-- Opening Marker --
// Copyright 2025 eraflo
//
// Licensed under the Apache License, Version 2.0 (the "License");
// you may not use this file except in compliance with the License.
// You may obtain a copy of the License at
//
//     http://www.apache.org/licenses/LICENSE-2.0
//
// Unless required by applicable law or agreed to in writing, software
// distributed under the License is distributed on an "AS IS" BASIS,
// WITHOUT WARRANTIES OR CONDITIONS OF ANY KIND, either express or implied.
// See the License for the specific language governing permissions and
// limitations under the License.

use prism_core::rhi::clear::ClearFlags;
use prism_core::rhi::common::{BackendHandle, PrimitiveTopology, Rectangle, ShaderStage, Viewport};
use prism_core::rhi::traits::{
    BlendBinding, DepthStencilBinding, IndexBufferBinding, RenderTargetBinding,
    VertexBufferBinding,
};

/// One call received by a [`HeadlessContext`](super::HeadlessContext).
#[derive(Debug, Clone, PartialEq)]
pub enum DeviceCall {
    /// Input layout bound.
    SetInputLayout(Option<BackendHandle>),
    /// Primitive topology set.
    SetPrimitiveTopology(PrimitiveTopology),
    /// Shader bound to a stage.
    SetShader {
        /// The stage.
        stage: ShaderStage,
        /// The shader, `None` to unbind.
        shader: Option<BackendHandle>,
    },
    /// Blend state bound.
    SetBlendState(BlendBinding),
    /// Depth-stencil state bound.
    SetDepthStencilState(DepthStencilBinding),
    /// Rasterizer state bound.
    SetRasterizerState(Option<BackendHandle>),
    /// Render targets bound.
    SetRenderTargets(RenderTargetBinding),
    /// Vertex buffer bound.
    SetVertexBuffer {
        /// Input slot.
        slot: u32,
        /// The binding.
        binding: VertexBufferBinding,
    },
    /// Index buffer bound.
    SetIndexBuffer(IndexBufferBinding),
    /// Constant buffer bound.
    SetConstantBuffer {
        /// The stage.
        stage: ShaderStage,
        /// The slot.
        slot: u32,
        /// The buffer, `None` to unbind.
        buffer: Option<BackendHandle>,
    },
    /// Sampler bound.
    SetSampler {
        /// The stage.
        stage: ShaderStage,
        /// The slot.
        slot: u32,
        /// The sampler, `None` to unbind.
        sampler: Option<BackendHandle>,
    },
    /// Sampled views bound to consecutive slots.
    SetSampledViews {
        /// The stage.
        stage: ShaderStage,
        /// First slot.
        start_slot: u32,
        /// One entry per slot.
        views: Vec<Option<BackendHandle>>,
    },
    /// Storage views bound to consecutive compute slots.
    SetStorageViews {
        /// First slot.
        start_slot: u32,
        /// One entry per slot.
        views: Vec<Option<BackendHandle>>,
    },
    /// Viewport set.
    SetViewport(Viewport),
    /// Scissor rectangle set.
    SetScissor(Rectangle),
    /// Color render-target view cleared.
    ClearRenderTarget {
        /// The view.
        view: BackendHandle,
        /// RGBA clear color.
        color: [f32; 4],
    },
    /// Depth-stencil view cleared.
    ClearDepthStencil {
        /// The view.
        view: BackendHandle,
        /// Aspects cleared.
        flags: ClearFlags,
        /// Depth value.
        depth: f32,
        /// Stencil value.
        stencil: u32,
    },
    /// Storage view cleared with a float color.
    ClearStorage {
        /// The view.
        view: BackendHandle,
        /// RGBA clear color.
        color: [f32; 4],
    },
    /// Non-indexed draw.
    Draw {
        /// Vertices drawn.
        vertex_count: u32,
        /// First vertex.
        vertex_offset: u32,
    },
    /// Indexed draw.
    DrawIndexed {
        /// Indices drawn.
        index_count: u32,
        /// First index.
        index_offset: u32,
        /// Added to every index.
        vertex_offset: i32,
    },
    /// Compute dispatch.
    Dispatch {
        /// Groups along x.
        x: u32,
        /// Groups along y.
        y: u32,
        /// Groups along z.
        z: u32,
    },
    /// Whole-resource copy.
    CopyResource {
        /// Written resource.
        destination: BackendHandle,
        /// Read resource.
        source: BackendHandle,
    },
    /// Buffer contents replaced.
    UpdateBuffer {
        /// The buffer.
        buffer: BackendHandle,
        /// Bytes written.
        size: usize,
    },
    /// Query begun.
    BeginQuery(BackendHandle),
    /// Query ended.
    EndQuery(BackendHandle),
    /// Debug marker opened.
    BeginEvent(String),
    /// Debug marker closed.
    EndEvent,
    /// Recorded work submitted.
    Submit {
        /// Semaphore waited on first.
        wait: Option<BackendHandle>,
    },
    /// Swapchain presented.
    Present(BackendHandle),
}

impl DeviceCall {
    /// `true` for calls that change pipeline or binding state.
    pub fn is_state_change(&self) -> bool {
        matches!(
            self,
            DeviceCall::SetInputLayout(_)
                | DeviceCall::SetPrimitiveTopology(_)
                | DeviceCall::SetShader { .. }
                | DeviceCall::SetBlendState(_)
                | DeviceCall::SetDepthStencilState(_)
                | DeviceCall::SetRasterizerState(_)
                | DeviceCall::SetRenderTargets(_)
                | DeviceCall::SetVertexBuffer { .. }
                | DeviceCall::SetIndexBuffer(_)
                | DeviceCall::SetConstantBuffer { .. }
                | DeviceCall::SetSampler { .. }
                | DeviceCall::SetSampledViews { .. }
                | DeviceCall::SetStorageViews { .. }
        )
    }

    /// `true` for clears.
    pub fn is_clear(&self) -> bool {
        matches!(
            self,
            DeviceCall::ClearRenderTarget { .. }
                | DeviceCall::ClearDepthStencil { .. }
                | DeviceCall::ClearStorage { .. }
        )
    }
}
-- Closing Marker --
-- Opening Marker --
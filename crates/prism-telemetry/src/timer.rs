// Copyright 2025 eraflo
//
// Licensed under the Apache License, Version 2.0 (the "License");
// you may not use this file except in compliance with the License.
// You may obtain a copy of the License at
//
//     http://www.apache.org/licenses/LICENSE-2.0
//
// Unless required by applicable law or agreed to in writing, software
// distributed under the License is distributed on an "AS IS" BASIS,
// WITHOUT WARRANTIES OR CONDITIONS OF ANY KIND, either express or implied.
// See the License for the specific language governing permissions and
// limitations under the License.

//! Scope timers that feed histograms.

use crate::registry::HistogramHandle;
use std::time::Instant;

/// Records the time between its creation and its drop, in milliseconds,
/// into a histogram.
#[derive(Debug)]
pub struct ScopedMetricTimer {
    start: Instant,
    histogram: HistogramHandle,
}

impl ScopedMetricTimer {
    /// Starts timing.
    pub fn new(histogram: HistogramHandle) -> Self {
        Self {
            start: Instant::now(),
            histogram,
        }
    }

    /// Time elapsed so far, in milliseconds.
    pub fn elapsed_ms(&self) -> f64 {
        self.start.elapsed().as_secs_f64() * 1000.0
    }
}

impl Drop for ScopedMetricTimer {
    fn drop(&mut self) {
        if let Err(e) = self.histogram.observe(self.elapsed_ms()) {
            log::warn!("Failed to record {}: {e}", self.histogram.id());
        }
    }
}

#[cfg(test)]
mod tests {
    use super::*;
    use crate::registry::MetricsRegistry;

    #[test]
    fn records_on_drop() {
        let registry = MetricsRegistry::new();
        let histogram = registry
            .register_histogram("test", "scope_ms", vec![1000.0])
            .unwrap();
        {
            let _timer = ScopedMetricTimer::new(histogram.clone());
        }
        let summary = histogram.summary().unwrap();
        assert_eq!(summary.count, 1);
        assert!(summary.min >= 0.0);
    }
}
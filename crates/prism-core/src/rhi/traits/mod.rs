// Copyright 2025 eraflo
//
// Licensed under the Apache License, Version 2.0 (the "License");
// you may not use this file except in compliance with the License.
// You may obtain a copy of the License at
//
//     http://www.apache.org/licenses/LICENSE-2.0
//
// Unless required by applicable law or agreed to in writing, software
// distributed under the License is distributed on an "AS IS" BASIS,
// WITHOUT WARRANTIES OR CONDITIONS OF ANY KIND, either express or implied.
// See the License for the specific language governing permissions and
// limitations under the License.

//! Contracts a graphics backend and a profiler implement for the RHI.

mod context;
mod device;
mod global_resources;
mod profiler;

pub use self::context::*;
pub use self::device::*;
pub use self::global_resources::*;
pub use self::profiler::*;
-- Closing Marker --
WORK ORDER
Where does the string "Instant" appear in the records above? Return every line that holds it.

EXPECTED ANSWER
use std::time::Instant;
    start: Instant,
            start: Instant::now(),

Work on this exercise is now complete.